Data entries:
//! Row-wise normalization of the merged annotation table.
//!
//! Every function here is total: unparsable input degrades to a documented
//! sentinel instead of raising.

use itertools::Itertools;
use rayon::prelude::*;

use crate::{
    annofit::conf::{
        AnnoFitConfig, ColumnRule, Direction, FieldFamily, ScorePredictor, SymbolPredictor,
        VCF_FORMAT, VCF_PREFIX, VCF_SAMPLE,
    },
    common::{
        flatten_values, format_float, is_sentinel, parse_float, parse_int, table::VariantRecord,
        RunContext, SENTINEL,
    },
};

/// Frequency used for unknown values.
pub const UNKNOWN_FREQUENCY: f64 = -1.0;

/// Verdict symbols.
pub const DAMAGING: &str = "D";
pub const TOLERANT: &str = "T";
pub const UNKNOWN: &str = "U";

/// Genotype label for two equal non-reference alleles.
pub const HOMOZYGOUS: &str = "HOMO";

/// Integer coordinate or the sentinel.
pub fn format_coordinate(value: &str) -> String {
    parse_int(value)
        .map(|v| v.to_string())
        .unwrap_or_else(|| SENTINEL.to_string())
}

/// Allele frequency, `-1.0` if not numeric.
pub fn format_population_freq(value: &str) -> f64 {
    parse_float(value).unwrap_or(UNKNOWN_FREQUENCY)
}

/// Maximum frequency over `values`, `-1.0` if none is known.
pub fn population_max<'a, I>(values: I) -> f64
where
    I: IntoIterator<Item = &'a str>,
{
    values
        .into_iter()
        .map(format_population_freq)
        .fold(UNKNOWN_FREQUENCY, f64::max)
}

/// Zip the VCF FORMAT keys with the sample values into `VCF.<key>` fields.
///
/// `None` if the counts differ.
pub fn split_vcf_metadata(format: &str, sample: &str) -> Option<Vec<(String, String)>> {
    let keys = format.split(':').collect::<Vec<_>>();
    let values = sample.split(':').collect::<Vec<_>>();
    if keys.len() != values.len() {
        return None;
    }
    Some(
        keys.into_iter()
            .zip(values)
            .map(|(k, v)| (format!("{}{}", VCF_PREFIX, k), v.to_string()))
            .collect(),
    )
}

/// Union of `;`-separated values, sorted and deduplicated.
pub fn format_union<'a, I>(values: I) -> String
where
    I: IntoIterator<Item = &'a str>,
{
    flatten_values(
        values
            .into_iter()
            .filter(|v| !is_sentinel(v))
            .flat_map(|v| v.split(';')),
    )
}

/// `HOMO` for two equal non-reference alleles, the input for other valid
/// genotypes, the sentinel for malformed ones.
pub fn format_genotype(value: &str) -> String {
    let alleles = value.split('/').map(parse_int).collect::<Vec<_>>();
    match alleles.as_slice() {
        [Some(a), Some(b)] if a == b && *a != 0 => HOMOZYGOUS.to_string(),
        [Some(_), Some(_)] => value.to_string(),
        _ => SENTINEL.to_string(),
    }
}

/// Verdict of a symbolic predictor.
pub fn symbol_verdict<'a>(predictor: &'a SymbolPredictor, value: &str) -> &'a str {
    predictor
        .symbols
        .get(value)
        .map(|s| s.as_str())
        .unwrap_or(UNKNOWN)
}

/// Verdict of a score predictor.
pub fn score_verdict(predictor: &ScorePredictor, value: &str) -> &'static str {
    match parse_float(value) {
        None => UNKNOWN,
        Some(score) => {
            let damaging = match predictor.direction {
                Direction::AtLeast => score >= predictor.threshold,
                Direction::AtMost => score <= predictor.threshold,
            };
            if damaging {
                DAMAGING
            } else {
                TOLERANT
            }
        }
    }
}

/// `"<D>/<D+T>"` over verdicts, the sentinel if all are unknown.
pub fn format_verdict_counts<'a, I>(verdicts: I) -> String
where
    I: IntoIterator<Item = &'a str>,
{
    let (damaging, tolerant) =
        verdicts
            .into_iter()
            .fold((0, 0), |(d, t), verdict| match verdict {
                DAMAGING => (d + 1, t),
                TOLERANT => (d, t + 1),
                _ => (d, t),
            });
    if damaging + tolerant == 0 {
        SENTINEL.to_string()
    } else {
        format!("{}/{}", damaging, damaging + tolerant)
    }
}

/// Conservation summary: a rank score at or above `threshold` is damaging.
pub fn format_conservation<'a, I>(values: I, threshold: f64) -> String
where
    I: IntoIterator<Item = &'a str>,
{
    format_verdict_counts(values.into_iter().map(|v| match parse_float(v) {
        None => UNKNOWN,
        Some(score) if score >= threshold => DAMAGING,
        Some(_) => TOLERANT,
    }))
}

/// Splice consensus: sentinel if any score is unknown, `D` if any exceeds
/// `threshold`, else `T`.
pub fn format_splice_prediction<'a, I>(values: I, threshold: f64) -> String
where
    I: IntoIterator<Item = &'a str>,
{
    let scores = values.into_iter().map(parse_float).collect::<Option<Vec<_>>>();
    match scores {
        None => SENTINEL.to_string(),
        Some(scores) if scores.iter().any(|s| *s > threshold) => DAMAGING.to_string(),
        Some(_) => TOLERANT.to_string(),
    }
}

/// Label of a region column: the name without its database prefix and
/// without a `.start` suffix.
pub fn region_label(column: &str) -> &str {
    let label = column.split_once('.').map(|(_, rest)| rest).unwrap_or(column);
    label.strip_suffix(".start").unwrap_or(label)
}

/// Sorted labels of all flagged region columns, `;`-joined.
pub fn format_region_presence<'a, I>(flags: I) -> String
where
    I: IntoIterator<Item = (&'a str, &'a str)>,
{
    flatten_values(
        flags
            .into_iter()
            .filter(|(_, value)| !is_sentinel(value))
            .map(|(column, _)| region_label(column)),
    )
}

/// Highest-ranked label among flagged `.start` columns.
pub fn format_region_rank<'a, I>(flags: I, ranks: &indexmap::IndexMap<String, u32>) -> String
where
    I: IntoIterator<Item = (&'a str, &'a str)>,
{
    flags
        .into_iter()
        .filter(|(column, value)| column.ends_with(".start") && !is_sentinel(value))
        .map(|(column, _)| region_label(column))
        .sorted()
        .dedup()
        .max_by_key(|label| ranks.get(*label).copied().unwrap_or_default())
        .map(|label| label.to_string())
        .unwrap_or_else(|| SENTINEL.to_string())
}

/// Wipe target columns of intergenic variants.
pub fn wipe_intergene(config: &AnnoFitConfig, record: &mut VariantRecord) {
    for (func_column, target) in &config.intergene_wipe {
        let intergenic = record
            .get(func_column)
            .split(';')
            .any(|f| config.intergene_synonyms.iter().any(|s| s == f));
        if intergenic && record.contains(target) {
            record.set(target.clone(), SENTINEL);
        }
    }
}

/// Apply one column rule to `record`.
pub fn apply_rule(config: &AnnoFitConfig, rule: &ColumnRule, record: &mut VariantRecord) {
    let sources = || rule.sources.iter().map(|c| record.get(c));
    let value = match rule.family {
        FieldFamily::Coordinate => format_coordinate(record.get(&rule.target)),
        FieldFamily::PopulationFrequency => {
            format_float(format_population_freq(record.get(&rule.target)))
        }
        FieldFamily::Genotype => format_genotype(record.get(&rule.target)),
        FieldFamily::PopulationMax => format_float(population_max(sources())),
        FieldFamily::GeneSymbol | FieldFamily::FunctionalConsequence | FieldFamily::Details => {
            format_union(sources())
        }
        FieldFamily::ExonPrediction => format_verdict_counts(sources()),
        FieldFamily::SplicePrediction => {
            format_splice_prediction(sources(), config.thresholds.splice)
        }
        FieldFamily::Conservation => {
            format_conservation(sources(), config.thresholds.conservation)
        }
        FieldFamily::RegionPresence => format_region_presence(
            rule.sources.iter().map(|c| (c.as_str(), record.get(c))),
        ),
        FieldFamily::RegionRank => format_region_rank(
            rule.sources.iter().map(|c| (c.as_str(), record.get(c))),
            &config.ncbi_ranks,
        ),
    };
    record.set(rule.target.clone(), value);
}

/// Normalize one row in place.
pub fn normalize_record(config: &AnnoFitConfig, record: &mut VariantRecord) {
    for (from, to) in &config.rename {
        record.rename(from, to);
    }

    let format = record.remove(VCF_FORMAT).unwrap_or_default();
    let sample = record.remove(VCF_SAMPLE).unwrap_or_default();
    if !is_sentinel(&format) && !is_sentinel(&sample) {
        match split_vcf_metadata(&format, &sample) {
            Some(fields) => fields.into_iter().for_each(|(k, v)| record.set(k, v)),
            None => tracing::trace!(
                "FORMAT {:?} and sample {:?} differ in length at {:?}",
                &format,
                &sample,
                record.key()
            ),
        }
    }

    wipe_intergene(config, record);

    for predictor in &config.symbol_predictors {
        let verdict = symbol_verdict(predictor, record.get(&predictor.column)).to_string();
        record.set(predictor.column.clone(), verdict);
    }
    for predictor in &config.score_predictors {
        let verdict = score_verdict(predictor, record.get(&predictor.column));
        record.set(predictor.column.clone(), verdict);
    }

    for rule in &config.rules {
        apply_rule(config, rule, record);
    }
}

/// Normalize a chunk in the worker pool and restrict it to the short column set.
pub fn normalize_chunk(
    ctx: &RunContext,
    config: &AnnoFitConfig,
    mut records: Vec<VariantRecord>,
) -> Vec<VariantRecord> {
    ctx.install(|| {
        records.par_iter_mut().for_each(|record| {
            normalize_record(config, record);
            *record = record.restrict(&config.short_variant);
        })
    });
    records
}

...

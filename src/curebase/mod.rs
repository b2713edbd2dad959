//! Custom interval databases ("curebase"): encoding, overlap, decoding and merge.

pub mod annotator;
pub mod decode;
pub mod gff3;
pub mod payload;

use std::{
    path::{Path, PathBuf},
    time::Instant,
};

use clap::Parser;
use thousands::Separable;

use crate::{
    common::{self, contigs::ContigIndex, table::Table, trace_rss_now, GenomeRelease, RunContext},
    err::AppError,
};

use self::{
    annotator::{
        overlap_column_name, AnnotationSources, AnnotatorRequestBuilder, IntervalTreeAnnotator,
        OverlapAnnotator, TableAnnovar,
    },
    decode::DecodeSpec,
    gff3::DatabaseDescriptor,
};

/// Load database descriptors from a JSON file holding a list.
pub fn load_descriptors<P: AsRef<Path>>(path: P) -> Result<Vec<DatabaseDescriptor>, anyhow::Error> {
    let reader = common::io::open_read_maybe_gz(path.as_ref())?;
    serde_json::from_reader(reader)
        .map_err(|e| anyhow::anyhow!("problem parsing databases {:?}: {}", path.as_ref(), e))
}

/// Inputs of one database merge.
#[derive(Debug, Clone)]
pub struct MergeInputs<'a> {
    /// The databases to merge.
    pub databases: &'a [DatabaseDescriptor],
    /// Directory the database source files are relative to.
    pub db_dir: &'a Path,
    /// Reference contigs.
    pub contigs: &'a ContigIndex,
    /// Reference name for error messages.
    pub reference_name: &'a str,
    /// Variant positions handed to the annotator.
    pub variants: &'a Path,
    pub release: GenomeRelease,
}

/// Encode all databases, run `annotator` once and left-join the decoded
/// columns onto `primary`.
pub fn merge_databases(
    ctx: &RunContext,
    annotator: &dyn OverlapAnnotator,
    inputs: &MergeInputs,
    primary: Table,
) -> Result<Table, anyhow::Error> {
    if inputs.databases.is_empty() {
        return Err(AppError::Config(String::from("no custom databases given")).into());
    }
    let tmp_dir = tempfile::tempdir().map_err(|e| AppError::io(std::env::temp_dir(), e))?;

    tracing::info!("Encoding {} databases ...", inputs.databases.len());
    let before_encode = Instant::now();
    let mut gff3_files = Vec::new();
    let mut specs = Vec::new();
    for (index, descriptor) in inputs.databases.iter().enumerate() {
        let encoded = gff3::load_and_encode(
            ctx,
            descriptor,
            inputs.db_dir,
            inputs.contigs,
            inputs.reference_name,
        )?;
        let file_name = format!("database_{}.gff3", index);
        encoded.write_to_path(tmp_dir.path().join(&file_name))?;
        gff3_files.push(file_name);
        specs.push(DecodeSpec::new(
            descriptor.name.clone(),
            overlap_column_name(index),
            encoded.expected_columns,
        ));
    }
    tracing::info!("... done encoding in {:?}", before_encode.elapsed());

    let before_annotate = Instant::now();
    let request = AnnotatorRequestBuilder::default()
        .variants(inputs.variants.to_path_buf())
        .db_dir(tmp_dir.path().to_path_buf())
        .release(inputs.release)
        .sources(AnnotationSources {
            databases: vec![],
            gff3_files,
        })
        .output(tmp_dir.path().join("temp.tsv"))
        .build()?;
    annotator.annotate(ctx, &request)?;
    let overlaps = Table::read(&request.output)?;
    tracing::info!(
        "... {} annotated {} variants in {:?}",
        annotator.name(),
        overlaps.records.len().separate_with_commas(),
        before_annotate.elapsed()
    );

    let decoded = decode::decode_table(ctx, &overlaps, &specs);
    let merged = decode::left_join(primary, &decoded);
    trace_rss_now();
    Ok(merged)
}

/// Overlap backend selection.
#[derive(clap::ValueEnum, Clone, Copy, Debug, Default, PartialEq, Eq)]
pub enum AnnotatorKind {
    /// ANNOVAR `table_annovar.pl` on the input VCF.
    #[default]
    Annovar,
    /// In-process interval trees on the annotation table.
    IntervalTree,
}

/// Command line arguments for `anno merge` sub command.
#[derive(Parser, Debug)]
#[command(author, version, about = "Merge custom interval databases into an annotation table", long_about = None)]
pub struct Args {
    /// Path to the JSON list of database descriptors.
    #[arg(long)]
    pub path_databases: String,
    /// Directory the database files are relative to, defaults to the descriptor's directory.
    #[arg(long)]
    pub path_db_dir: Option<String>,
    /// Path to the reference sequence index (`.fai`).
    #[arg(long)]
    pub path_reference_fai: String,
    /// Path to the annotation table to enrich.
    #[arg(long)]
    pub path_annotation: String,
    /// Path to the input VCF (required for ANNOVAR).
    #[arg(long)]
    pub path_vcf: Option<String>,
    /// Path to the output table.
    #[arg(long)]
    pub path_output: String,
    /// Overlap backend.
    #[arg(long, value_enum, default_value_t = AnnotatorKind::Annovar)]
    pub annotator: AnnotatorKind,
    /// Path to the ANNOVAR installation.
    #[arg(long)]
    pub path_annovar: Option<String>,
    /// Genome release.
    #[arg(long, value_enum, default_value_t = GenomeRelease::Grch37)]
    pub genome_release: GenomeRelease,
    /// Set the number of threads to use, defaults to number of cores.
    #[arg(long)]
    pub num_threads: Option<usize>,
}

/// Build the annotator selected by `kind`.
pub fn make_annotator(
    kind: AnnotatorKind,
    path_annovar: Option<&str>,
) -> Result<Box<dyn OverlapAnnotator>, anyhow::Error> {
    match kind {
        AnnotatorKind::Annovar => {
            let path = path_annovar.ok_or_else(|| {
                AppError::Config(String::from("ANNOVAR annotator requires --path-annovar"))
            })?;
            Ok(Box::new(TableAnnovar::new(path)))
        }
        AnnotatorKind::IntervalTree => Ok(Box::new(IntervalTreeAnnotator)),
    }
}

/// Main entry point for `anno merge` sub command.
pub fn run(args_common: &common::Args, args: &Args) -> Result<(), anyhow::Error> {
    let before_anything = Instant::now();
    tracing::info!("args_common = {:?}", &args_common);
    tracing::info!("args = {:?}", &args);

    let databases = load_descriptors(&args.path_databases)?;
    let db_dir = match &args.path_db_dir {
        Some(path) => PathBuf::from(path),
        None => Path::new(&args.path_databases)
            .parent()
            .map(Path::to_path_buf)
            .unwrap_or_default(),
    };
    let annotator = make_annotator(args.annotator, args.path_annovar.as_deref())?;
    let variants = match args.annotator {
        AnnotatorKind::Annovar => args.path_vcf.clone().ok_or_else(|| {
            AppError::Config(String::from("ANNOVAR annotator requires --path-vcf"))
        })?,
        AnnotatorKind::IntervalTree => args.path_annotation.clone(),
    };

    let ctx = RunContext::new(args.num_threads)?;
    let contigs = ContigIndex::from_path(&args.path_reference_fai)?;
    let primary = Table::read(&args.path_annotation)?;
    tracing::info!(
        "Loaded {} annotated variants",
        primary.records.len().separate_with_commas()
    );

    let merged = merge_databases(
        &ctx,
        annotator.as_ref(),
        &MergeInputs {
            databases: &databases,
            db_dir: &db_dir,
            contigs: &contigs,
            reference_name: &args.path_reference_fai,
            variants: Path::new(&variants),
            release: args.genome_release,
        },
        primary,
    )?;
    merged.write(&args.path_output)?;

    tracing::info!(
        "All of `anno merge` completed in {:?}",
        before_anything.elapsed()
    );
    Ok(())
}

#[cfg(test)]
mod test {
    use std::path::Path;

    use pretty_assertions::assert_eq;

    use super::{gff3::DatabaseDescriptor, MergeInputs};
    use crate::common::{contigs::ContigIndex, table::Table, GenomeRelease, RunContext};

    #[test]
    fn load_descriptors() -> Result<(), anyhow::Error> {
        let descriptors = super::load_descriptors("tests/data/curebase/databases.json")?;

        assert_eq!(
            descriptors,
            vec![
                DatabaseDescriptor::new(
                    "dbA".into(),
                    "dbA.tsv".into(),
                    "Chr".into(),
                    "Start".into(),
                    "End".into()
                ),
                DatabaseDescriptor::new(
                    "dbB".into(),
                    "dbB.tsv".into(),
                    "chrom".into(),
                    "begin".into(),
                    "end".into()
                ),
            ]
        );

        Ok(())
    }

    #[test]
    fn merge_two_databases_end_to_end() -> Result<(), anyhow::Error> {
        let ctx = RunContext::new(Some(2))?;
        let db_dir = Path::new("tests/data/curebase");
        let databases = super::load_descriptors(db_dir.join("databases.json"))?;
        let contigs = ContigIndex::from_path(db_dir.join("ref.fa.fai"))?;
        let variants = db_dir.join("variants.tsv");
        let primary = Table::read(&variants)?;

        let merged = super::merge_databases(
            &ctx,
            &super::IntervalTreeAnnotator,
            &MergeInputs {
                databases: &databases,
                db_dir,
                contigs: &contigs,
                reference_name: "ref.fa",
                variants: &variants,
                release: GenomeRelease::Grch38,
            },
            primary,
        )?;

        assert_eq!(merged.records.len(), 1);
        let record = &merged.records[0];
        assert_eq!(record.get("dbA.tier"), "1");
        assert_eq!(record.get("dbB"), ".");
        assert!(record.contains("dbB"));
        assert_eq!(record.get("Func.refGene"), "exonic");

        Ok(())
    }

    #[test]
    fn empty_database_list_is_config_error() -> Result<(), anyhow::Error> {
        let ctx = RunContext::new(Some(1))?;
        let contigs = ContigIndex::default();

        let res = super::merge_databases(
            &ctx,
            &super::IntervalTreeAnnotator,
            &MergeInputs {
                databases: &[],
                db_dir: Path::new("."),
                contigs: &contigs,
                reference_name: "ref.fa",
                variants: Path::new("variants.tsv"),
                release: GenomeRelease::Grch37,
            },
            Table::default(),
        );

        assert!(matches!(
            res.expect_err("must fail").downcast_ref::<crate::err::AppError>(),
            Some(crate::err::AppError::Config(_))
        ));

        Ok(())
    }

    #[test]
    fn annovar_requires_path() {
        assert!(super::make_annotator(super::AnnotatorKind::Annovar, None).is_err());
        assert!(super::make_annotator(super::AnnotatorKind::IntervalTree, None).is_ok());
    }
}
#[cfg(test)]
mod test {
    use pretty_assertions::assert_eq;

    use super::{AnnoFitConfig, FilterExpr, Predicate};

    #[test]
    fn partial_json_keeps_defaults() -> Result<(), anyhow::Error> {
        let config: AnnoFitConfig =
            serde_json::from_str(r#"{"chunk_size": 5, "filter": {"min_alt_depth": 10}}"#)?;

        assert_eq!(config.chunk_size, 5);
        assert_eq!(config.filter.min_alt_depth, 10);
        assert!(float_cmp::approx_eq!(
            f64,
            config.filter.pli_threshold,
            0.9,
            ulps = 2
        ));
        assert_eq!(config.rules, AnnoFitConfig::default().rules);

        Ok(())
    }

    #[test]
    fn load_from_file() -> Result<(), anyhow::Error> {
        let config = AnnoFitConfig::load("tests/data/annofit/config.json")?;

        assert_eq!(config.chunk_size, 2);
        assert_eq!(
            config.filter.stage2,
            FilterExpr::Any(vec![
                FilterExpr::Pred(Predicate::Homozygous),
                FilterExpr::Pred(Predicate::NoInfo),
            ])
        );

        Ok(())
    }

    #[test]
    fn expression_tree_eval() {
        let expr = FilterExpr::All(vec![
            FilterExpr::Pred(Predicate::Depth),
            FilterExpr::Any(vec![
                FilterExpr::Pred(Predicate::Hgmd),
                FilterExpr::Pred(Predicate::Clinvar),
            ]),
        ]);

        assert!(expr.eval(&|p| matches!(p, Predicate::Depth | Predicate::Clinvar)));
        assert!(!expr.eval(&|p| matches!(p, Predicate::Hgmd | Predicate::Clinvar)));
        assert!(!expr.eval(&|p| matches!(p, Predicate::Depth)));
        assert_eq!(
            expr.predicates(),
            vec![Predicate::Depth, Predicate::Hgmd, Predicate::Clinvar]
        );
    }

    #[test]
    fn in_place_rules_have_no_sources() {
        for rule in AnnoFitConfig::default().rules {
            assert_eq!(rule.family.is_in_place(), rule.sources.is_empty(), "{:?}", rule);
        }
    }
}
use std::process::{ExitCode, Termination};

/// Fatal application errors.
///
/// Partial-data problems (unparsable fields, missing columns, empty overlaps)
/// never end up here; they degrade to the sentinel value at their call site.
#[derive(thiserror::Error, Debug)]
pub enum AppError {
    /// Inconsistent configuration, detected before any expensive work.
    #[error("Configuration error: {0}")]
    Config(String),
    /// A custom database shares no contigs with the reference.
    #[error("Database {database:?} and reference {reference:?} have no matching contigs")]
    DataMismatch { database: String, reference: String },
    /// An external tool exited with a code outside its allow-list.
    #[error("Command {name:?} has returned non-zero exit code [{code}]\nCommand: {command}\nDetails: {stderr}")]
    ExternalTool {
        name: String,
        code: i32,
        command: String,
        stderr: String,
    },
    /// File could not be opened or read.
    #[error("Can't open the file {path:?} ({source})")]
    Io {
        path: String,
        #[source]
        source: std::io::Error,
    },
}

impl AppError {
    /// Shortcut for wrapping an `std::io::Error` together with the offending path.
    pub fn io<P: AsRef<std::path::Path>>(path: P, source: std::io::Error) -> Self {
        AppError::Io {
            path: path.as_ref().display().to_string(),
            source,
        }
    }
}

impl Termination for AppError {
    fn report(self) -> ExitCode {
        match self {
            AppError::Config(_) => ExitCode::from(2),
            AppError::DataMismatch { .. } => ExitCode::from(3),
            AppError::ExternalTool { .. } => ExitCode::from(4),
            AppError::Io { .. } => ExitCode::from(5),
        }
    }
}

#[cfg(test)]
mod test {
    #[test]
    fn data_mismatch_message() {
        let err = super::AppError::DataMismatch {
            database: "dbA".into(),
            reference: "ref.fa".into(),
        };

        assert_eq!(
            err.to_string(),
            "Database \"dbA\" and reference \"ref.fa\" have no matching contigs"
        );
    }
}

- [What the task asks] Your answer should be one number: how many lines of the records hold "derive".

- [Task output] 4